Briskly written soap with down-to-earth types, mostly without the lachrymose contrivances of Hannah’s previous titles...

Sisters in and out of love.

Meghann Dontess is a high-powered matrimonial lawyer in Seattle who prefers sex with strangers to emotional intimacy: a strategy bound to backfire sooner or later, warns her tough-talking shrink. It’s advice Meghann decides to ignore, along with the memories of her difficult childhood, neglectful mother, and younger sister. Though she managed to reunite Claire with Sam Cavenaugh (her father but not Meghann’s) when her mother abandoned both girls long ago, Meghann still feels guilty that her sister’s life doesn’t measure up, at least on her terms. Never married, Claire ekes out a living running a country campground with her dad and is raising her six-year-old daughter on her own. When she falls in love for the first time with an up-and-coming country musician, Meghann is appalled: Bobby Austin is a three-time loser at marriage—how on earth can Claire be so blind? Bobby’s blunt explanation doesn’t exactly satisfy the concerned big sister, who busies herself planning Claire’s dream wedding anyway.
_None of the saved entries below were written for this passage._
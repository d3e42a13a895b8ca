//! Device backend interface.
//!
//! The backend lists cameras and prepares a stream before a channel is
//! opened. Only the interface and its JSON shapes live here; transports
//! (HTTP or otherwise) implement [`DeviceBackend`].

use async_trait::async_trait;
use serde::{Deserialize, Serialize};

use crate::error::Result;

/// One entry of the device list.
#[derive(Debug, Clone, PartialEq, Eq, Serialize, Deserialize)]
#[serde(rename_all = "camelCase")]
pub struct DeviceSummary {
    /// Device key.
    pub dev_id: String,
    /// Display name.
    #[serde(default)]
    pub alias: String,
    /// Report tag shown next to the alias.
    #[serde(default)]
    pub report: String,
    /// `true` if the device is online.
    #[serde(default)]
    pub status: bool,
}

/// Result of selecting or logging into a device.
#[derive(Debug, Clone, Default, PartialEq, Eq, Serialize, Deserialize)]
#[serde(rename_all = "camelCase")]
pub struct SessionDescriptor {
    /// `true` if the request succeeded.
    pub result: bool,
    /// Status text.
    #[serde(default)]
    pub msg: String,
    /// `true` if credentials must be supplied through
    /// [`DeviceBackend::login`] first.
    #[serde(default)]
    pub login: bool,
    /// Stream path, e.g. `/sid`.
    #[serde(default, skip_serializing_if = "Option::is_none")]
    pub video_url: Option<String>,
    /// `true` if the camera accepts motion commands.
    #[serde(default)]
    pub enable_move: bool,
    /// Automatic tracking state.
    #[serde(default)]
    pub auto_mode: bool,
}

impl SessionDescriptor {
    /// Returns the stream path to open a channel on.
    ///
    /// `None` unless the request succeeded without requiring a login.
    #[must_use]
    pub fn playable_path(&self) -> Option<&str> {
        if !self.result || self.login {
            return None;
        }
        self.video_url.as_deref().filter(|path| !path.is_empty())
    }
}

/// Credentials for [`DeviceBackend::login`].
#[derive(Clone, PartialEq, Eq, Serialize, Deserialize)]
#[serde(rename_all = "camelCase")]
pub struct LoginRequest {
    /// Device key.
    pub dev_id: String,
    /// Account name.
    pub username: String,
    /// Account password.
    pub password: String,
}

impl std::fmt::Debug for LoginRequest {
    fn fmt(&self, f: &mut std::fmt::Formatter<'_>) -> std::fmt::Result {
        f.debug_struct("LoginRequest")
            .field("dev_id", &self.dev_id)
            .field("username", &self.username)
            .field("password", &"***")
            .finish()
    }
}

/// Result of closing a device stream.
#[derive(Debug, Clone, PartialEq, Eq, Serialize, Deserialize)]
pub struct CloseResult {
    /// `true` if the stream was closed.
    pub result: bool,
    /// Status text.
    #[serde(default)]
    pub msg: String,
}

/// Device management operations.
#[async_trait]
pub trait DeviceBackend: Send + Sync {
    /// Lists known devices.
    async fn list(&self) -> Result<Vec<DeviceSummary>>;

    /// Prepares the stream of `dev_id`.
    async fn select(&self, dev_id: &str) -> Result<SessionDescriptor>;

    /// Logs into a device that required credentials.
    async fn login(&self, request: &LoginRequest) -> Result<SessionDescriptor>;

    /// Releases the stream of `dev_id`.
    async fn close(&self, dev_id: &str) -> Result<CloseResult>;
}
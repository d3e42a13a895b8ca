//! WebSocket client transport.
//!
//! Connects with `tokio_tungstenite::connect_async` and splits the stream
//! into the sink/stream halves the connection task drives.
//!
//! `wss://` origins need the crate's `tls` feature.

// ============================================================================
// Imports
// ============================================================================

use async_trait::async_trait;
use futures_util::stream::{SplitSink, SplitStream};
use futures_util::{SinkExt, StreamExt};
use tokio::net::TcpStream;
use tokio_tungstenite::tungstenite::Message;
use tokio_tungstenite::tungstenite::protocol::WebSocketConfig;
use tokio_tungstenite::{MaybeTlsStream, WebSocketStream};
use tracing::{debug, trace};

use crate::error::{Error, Result};

use super::{Connector, FrameSink, FrameStream, TransportPair};

// ============================================================================
// Types
// ============================================================================

type WsStream = WebSocketStream<MaybeTlsStream<TcpStream>>;

// ============================================================================
// WebSocketConnector
// ============================================================================

/// Default connector backed by tokio-tungstenite.
#[derive(Debug, Clone, Default)]
pub struct WebSocketConnector {
    /// Maximum accepted message size in bytes (`None` = library default).
    max_message_size: Option<usize>,
}

impl WebSocketConnector {
    /// Creates a connector with library defaults.
    #[inline]
    #[must_use]
    pub fn new() -> Self {
        Self::default()
    }

    /// Limits the size of a single inbound message.
    #[inline]
    #[must_use]
    pub fn with_max_message_size(mut self, bytes: usize) -> Self {
        self.max_message_size = Some(bytes);
        self
    }

    fn config(&self) -> Option<WebSocketConfig> {
        self.max_message_size.map(|bytes| {
            let mut config = WebSocketConfig::default();
            config.max_message_size = Some(bytes);
            config.max_frame_size = Some(bytes);
            config
        })
    }
}

#[async_trait]
impl Connector for WebSocketConnector {
    async fn connect(&self, url: &str) -> Result<TransportPair> {
        let (ws_stream, response) =
            tokio_tungstenite::connect_async_with_config(url, self.config(), false)
                .await
                .map_err(|e| Error::connection(format!("WebSocket connect failed: {e}")))?;

        debug!(status = %response.status(), "WebSocket connected");

        let (write, read) = ws_stream.split();
        let sink: Box<dyn FrameSink> = Box::new(WsSink { write });
        let stream: Box<dyn FrameStream> = Box::new(WsFrames { read });
        Ok((sink, stream))
    }
}

// ============================================================================
// WsSink
// ============================================================================

struct WsSink {
    write: SplitSink<WsStream, Message>,
}

#[async_trait]
impl FrameSink for WsSink {
    async fn send_text(&mut self, text: String) -> Result<()> {
        self.write.send(Message::Text(text.into())).await?;
        Ok(())
    }

    async fn close(&mut self) -> Result<()> {
        self.write.close().await?;
        Ok(())
    }
}

// ============================================================================
// WsFrames
// ============================================================================

struct WsFrames {
    read: SplitStream<WsStream>,
}

#[async_trait]
impl FrameStream for WsFrames {
    async fn next_frame(&mut self) -> Option<Result<String>> {
        loop {
            match self.read.next().await? {
                Ok(Message::Text(text)) => return Some(Ok(text.as_str().to_owned())),

                Ok(Message::Close(frame)) => {
                    debug!(?frame, "WebSocket closed by remote");
                    return None;
                }

                Ok(Message::Binary(bytes)) => {
                    trace!(len = bytes.len(), "Ignoring binary frame");
                }

                // Ping/Pong are answered by tungstenite
                Ok(_) => {}

                Err(e) => return Some(Err(e.into())),
            }
        }
    }
}

// ============================================================================
// Tests
// ============================================================================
And, to relieve the stress, she beds various guys she picks up in bars, including Dr. Joe Wyatt, a neurosurgeon turned homeless drifter after the demise of his beloved wife Diane (whom he euthanized). When Claire’s awful headache turns out to be a kind of brain tumor known among neurologists as a “terminator,” Joe rallies. Turns out that Claire had befriended his wife on her deathbed, and now in turn he must try to save her. Is it too late? Will Meghann find true love at last?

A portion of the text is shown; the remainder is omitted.